Mott, R., Jack, H., "What is Curricula 2015?", ASEE Annual Meeting, Vancouver, BC, June 2011.

What is Curricula 2015?

Abstract

The Curricula 2015 report has been in development by the Society of Manufacturing Engineers - Manufacturing Education and Research Community since 2008 with the involvement of hundreds of people from businesses, organizations, and academia. The report examines the state of manufacturing education and industry, emerging issues, and opportunities for improvement. The document includes numerous recommendations and actions for building a stronger manufacturing education system; to keep manufacturing a vital part of our future.

Introduction

The manufacturing discipline has existed for over 60 years and has interfaces with several other programs, most notably Mechanical Engineering and Industrial Engineering. The first known program was a Manufacturing Technology associates degree started at the University of Houston in 1951. Since then the number of programs has grown and as of 2011 there were 73 manufacturing related programs accredited by ATMAE (Association for Technology, Management, and Applied Engineering), and under ABET, Inc. (Accreditation Board for Engineering and Technology) there are 33 manufacturing technology and 23 manufacturing engineering programs. There is a very large number of groups supporting manufacturing industry and education including the SME (Society of Manufacturing Engineers), ASME (American Society of Mechanical Engineers), IIE (Institute of Industrial Engineers), IEEE (Institute of Electrical and Electronics Engineers), NSF (National Science Foundation), and many others.

For the purpose of brevity the authors will assume that the reader understands the critical importance of manufacturing to a healthy economy and society. Manufacturing educators are avid supporters of manufacturing industries, and likewise, manufacturers value well educated graduates. However, given the different nature of industry and academia there is a constant process of assessment and improvement for all. For academics we prepare our curriculum and offer it to students. Once they graduate into a profession we are able to assess our programs and make changes. The process of continuous improvement has two elements i) a desire to improve what we do, and ii) to revise the curriculum with an eye to current demands from industry and emerging needs.

To deal with continuous improvement issues, groups such as the ASEE Manufacturing Division and the SME Manufacturing Education & Research Community have been formed and actively discuss manufacturing education. Beyond regular activities there is a long standing tradition of a major review of manufacturing education every few years. The outcomes of these reviews are multi-fold including i) new funding priorities, ii) a mandate for educators, iii) support from industry, and iv) support from service groups.

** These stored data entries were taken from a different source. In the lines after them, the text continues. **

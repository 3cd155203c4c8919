//! A bit-packed cube where every face is a single `u64`.
//!
//! The eight perimeter stickers of a face each take one byte holding a one-hot
//! color (bit `c` set for `Color::ALL[c]`). Stickers are numbered clockwise
//! from the top left corner:
//!
//! ```text
//! 0 1 2
//! 7 8 3
//! 6 5 4
//! ```
//!
//! The center (8) never moves, so it is not stored. With this layout a
//! clockwise quarter turn of the face itself is a rotation of the word by two
//! stickers.

use super::{Color, CubeState, Face, Move};

const STICKER_BITS: u32 = 8;
const STICKER_MASK: u64 = (1 << STICKER_BITS) - 1;
const CENTER: u8 = 8;

const PERIMETER_INDEX: [[u8; 3]; 3] = [[0, 1, 2], [7, CENTER, 3], [6, 5, 4]];

/// The side strips moved by a turn of each face, indexed by `Face`. Each strip
/// is three perimeter stickers starting at the given index and running
/// clockwise. A clockwise quarter turn moves the strip of entry `i + 1` into
/// entry `i`, and the last entry receives the strip of the first.
const SIDE_STRIPS: [[(Face, u8); 4]; 6] = [
    // Up
    [(Face::Front, 0), (Face::Right, 0), (Face::Back, 0), (Face::Left, 0)],
    // Left
    [(Face::Front, 6), (Face::Up, 6), (Face::Back, 2), (Face::Down, 6)],
    // Front
    [(Face::Up, 4), (Face::Left, 2), (Face::Down, 0), (Face::Right, 6)],
    // Right
    [(Face::Up, 2), (Face::Front, 2), (Face::Down, 2), (Face::Back, 6)],
    // Back
    [(Face::Up, 0), (Face::Right, 2), (Face::Down, 4), (Face::Left, 6)],
    // Down
    [(Face::Front, 4), (Face::Left, 4), (Face::Back, 4), (Face::Right, 4)],
];

const STRIP_MASK: u64 = (1 << (3 * STICKER_BITS)) - 1;

fn strip_mask(start: u8) -> u64 {
    STRIP_MASK.rotate_left(STICKER_BITS * u32::from(start))
}

const SOLVED_FACES: [u64; 6] = {
    let mut faces = [0; 6];
    let mut face = 0;
    while face < faces.len() {
        let one_hot = 1 << face;
        let mut sticker = 0;
        while sticker < 8 {
            faces[face] |= one_hot << (STICKER_BITS * sticker);
            sticker += 1;
        }
        face += 1;
    }
    faces
};

#[derive(Clone, PartialEq, Eq, Hash, Debug)]
pub struct BitboardCube {
    faces: [u64; 6],
}

impl BitboardCube {
    fn sticker(&self, face: Face, index: u8) -> u64 {
        (self.faces[face as usize] >> (STICKER_BITS * u32::from(index))) & STICKER_MASK
    }

    /// Turn `face` clockwise by `quarter_turns` quarter turns. Every strip is
    /// moved as a whole by rotating its source word until the strip lines up
    /// with its destination.
    fn turn(&mut self, face: Face, quarter_turns: u8) {
        let quarter_turns = usize::from(quarter_turns % 4);
        let word = &mut self.faces[face as usize];
        *word = word.rotate_left(2 * STICKER_BITS * quarter_turns as u32);

        let cycle = &SIDE_STRIPS[face as usize];
        let strips = cycle.map(|(side, start)| self.faces[side as usize] & strip_mask(start));
        for (i, &(dst_face, dst_start)) in cycle.iter().enumerate() {
            let src = (i + quarter_turns) % 4;
            let src_start = cycle[src].1;
            let shift = (dst_start + 8 - src_start) % 8;
            let moved = strips[src].rotate_left(STICKER_BITS * u32::from(shift));
            let word = &mut self.faces[dst_face as usize];
            *word = (*word & !strip_mask(dst_start)) | moved;
        }
    }
}

impl CubeState for BitboardCube {
    fn solved() -> Self {
        BitboardCube {
            faces: SOLVED_FACES,
        }
    }

    fn color(&self, face: Face, row: usize, col: usize) -> Color {
        let index = PERIMETER_INDEX[row][col];
        if index == CENTER {
            return face.solved_color();
        }
        Color::ALL[self.sticker(face, index).trailing_zeros() as usize]
    }

    fn is_solved(&self) -> bool {
        self.faces == SOLVED_FACES
    }

    fn apply_quarter_turn(&mut self, face: Face) {
        self.turn(face, 1);
    }

    fn apply_move(&mut self, move_: Move) {
        self.turn(move_.face, move_.quarter_turns());
    }
}
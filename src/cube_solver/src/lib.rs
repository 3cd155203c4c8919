#![warn(clippy::pedantic)]
#![allow(clippy::similar_names, clippy::too_many_lines)]

pub mod corners;
pub mod permutation_indexer;
pub mod pruning;
pub mod puzzle;
pub mod solver;

#[macro_export]
macro_rules! start {
    ($msg:expr) => {
        concat!("⏳ ", $msg)
    };
}

#[macro_export]
macro_rules! working {
    ($msg:expr) => {
        concat!("🛠  ", $msg)
    };
}

#[macro_export]
macro_rules! success {
    ($msg:expr) => {
        concat!("✅ ", $msg)
    };
}

/// A precomputed factorial table for 0! to 20!, where index[i] is i!. 20! is
/// the largest factorial that fits in a u64.
const FACT_UNTIL_20: [u64; 21] = {
    let mut arr = [0; 21];
    arr[0] = 1;
    let mut i = 1;
    while i < arr.len() {
        arr[i] = arr[i - 1] * i as u64;
        i += 1;
    }
    arr
};
//! A flat array of all 54 stickers, face after face in row-major order.

use super::{Color, CubeState, Face};

const STICKERS_PER_FACE: usize = 9;

type Coord = (usize, usize);

/// The (row, col) coordinates of the side stickers moved by a clockwise
/// quarter turn of each face, indexed by `Face`. Entry `i` of a cycle receives
/// the stickers of entry `i + 1`, and the last entry receives those of the
/// first.
const SIDE_CYCLES: [[(Face, [Coord; 3]); 4]; 6] = [
    // Up
    [
        (Face::Front, [(0, 0), (0, 1), (0, 2)]),
        (Face::Right, [(0, 0), (0, 1), (0, 2)]),
        (Face::Back, [(0, 0), (0, 1), (0, 2)]),
        (Face::Left, [(0, 0), (0, 1), (0, 2)]),
    ],
    // Left
    [
        (Face::Front, [(0, 0), (1, 0), (2, 0)]),
        (Face::Up, [(0, 0), (1, 0), (2, 0)]),
        (Face::Back, [(2, 2), (1, 2), (0, 2)]),
        (Face::Down, [(0, 0), (1, 0), (2, 0)]),
    ],
    // Front
    [
        (Face::Up, [(2, 2), (2, 1), (2, 0)]),
        (Face::Left, [(0, 2), (1, 2), (2, 2)]),
        (Face::Down, [(0, 0), (0, 1), (0, 2)]),
        (Face::Right, [(2, 0), (1, 0), (0, 0)]),
    ],
    // Right
    [
        (Face::Up, [(0, 2), (1, 2), (2, 2)]),
        (Face::Front, [(0, 2), (1, 2), (2, 2)]),
        (Face::Down, [(0, 2), (1, 2), (2, 2)]),
        (Face::Back, [(2, 0), (1, 0), (0, 0)]),
    ],
    // Back
    [
        (Face::Up, [(0, 0), (0, 1), (0, 2)]),
        (Face::Right, [(0, 2), (1, 2), (2, 2)]),
        (Face::Down, [(2, 2), (2, 1), (2, 0)]),
        (Face::Left, [(2, 0), (1, 0), (0, 0)]),
    ],
    // Down
    [
        (Face::Front, [(2, 2), (2, 1), (2, 0)]),
        (Face::Left, [(2, 2), (2, 1), (2, 0)]),
        (Face::Back, [(2, 2), (2, 1), (2, 0)]),
        (Face::Right, [(2, 2), (2, 1), (2, 0)]),
    ],
];

#[derive(Clone, PartialEq, Eq, Hash, Debug)]
pub struct FaceletCube {
    stickers: [Color; 6 * STICKERS_PER_FACE],
}

fn sticker_index(face: Face, (row, col): Coord) -> usize {
    assert!(row < 3 && col < 3, "sticker ({row}, {col}) is off the face");
    face as usize * STICKERS_PER_FACE + row * 3 + col
}

impl CubeState for FaceletCube {
    fn solved() -> Self {
        FaceletCube {
            stickers: std::array::from_fn(|i| Color::ALL[i / STICKERS_PER_FACE]),
        }
    }

    fn color(&self, face: Face, row: usize, col: usize) -> Color {
        self.stickers[sticker_index(face, (row, col))]
    }

    fn is_solved(&self) -> bool {
        self.stickers
            .chunks_exact(STICKERS_PER_FACE)
            .zip(Color::ALL)
            .all(|(face, color)| face.iter().all(|&sticker| sticker == color))
    }

    fn apply_quarter_turn(&mut self, face: Face) {
        let base = face as usize * STICKERS_PER_FACE;
        let old: [Color; STICKERS_PER_FACE] =
            std::array::from_fn(|i| self.stickers[base + i]);
        for row in 0..3 {
            for col in 0..3 {
                self.stickers[base + row * 3 + col] = old[(2 - col) * 3 + row];
            }
        }

        let cycle = &SIDE_CYCLES[face as usize];
        let (first_face, first_coords) = cycle[0];
        let saved = first_coords.map(|coord| self.stickers[sticker_index(first_face, coord)]);
        for pair in cycle.windows(2) {
            let (dst_face, dst_coords) = pair[0];
            let (src_face, src_coords) = pair[1];
            for (dst, src) in dst_coords.into_iter().zip(src_coords) {
                self.stickers[sticker_index(dst_face, dst)] =
                    self.stickers[sticker_index(src_face, src)];
            }
        }
        let (last_face, last_coords) = cycle[3];
        for (dst, color) in last_coords.into_iter().zip(saved) {
            self.stickers[sticker_index(last_face, dst)] = color;
        }
    }
}

#[cfg(test)]
mod tests {
    use super::*;

    #[test]
    fn test_face_turn_rotates_grid_clockwise() {
        let mut state = FaceletCube::solved();
        // Mark the front face so the rotation itself is observable
        state.stickers[sticker_index(Face::Front, (0, 0))] = Color::Yellow;
        state.apply_quarter_turn(Face::Front);
        assert_eq!(state.color(Face::Front, 0, 2), Color::Yellow);
        assert_eq!(state.color(Face::Front, 0, 0), Color::Red);
    }

    #[test]
    #[cfg(debug_assertions)]
    #[should_panic(expected = "no white or yellow sticker")]
    fn test_corner_without_reference_color_panics() {
        use crate::corners::CornerLocator;

        let mut state = FaceletCube::solved();
        // UFR is read from Up (2, 2) first
        state.stickers[sticker_index(Face::Up, (2, 2))] = Color::Red;
        let _ = state.corner_orientation(0);
    }

    #[test]
    #[should_panic(expected = "off the face")]
    fn test_off_face_panics() {
        let _ = FaceletCube::solved().color(Face::Up, 3, 0);
    }
}
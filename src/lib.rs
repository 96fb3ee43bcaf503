#![cfg_attr(not(test), no_std)]
//! Blocking driver for the u-blox SARA-N2 NB-IoT module.
//!
//! The module is driven over its AT command interface on any serial
//! transport implementing the [`embedded_io`] traits. One command is in
//! flight at a time, and each call blocks until the module has answered or
//! the command's timeout elapsed.
//!
//! ```ignore
//! let mut device = Device::new(serial, Config::default());
//! device.begin()?;
//! device.online()?;
//! device.wait_for_registration(Duration::from_secs(60))?;
//!
//! device.create_socket()?;
//! device.send_string(Ipv4Addr::new(172, 16, 15, 14), 1234, "Hello")?;
//! ```

// This mod MUST go first, so that the others see its macros.
pub(crate) mod fmt;

mod client;
pub mod command;
pub mod config;
pub mod error;
pub mod fields;
pub mod hex;
pub mod identity;
pub mod module_timing;
mod network;
pub mod registration;
pub mod response;
pub mod socket;

#[cfg(test)]
mod test_helpers;

pub use client::Device;
pub use config::{AccessPointConfig, Config, PowerSaveMode};
pub use error::Error;
pub use identity::{atoi64, i64toa, DeviceIdentity};
pub use registration::RegistrationStatus;

pub use embassy_time::Duration;
pub use embedded_io;
#[cfg(feature = "socket-udp")]
pub use embedded_nal;
use core::net::{Ipv4Addr, SocketAddrV4};

use embedded_io::{Read, ReadReady, Write};

use super::{Datagram, Received, SocketHandle, State, MAX_PACKET_SIZE, MAX_RECEIVE_CHUNK};
use crate::client::Device;
use crate::command::ip_transport_layer::{
    responses::*, types::*, CloseSocket, CreateSocket, ReceiveFrom, SendTo,
};
use crate::config::PowerSaveMode;
use crate::error::Error;

impl<T> Device<T>
where
    T: Read + Write + ReadReady,
{
    /// Open the UDP socket on the configured local port.
    ///
    /// Only one socket exists at a time; asking again while it is open fails
    /// with [`Error::NotReady`] and leaves it open.
    pub fn create_socket(&mut self) -> Result<SocketHandle, Error> {
        if self.socket.is_open() {
            warn!("Socket already open");
            return Err(Error::NotReady);
        }

        let local_port = self.config.local_port;
        let CreateSocketResponse { socket } = self.send(&CreateSocket {
            socket_type: SocketType::Dgram,
            protocol: SocketProtocol::UDP,
            listen_port: local_port,
            receive_control: true,
        })?;

        debug!("Opened socket {} on port {}", socket, local_port);
        self.socket = State::Open {
            handle: socket,
            local_port,
        };
        Ok(socket)
    }

    pub fn is_socket_open(&self) -> bool {
        self.socket.is_open()
    }

    pub fn socket_state(&self) -> State {
        self.socket
    }

    /// Send one datagram. The release flag follows the power save mode.
    pub fn send_bytes(&mut self, ip: Ipv4Addr, port: u16, data: &[u8]) -> Result<(), Error> {
        let socket = self.socket.handle()?;
        if data.len() > MAX_PACKET_SIZE {
            return Err(Error::PayloadTooLarge);
        }

        let release = match self.power_save_mode {
            PowerSaveMode::SleepAfterSend => Some(ReleaseIndicator::AfterNextMessage),
            PowerSaveMode::SleepAfterResponse => Some(ReleaseIndicator::AfterNextReply),
            PowerSaveMode::AlwaysOn => None,
        };

        let SendToResponse { length, .. } = self.send(&SendTo {
            socket,
            remote: SocketAddrV4::new(ip, port),
            release,
            data,
        })?;

        if length != data.len() {
            warn!("Module accepted {} of {} bytes", length, data.len());
            return Err(Error::InvalidResponse);
        }
        trace!("Sent {} bytes to port {}", length, port);
        Ok(())
    }

    pub fn send_string(&mut self, ip: Ipv4Addr, port: u16, data: &str) -> Result<(), Error> {
        self.send_bytes(ip, port, data.as_bytes())
    }

    /// Read pending data into `buf`, without the sender.
    pub fn receive(&mut self, buf: &mut [u8]) -> Result<Received, Error> {
        let Datagram {
            length, remaining, ..
        } = self.receive_from(buf)?;
        Ok(Received { length, remaining })
    }

    /// Read pending data into `buf`.
    ///
    /// At most [`MAX_RECEIVE_CHUNK`] bytes are fetched per call. Whatever is
    /// left of the datagram stays with the module and is reported in
    /// `remaining`. [`Error::NoData`] means nothing is pending.
    pub fn receive_from(&mut self, buf: &mut [u8]) -> Result<Datagram, Error> {
        let socket = self.socket.handle()?;
        if buf.is_empty() {
            return Err(Error::Overflow);
        }

        let SocketData {
            remote,
            data,
            remaining,
            ..
        } = self.send(&ReceiveFrom {
            socket,
            length: buf.len().min(MAX_RECEIVE_CHUNK),
        })?;

        let dst = buf.get_mut(..data.len()).ok_or(Error::Overflow)?;
        dst.copy_from_slice(&data);

        trace!("Received {} bytes from port {}", data.len(), remote.port());
        Ok(Datagram {
            remote,
            length: data.len(),
            remaining,
        })
    }

    /// Close the socket. Closing a closed socket is a no-op.
    ///
    /// The socket is considered closed afterwards even if the module
    /// rejected the command.
    pub fn close_socket(&mut self) -> Result<(), Error> {
        let State::Open { handle, .. } = core::mem::take(&mut self.socket) else {
            return Ok(());
        };
        debug!("Closing socket {}", handle);
        self.send(&CloseSocket { socket: handle }).map(|_| ())
    }
}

The milestone documents for manufacturing education are listed below 1, 2, 3, 4, along with two forums 5, 6, and a summit 7. Curricula 2015 was developed using the content of these documents and input from many other sources to promote improvement of not only manufacturing-named curricula, but also to encourage other disciplines whose graduates enter manufacturing-related careers to enhance the content of manufacturing topics in their curricula.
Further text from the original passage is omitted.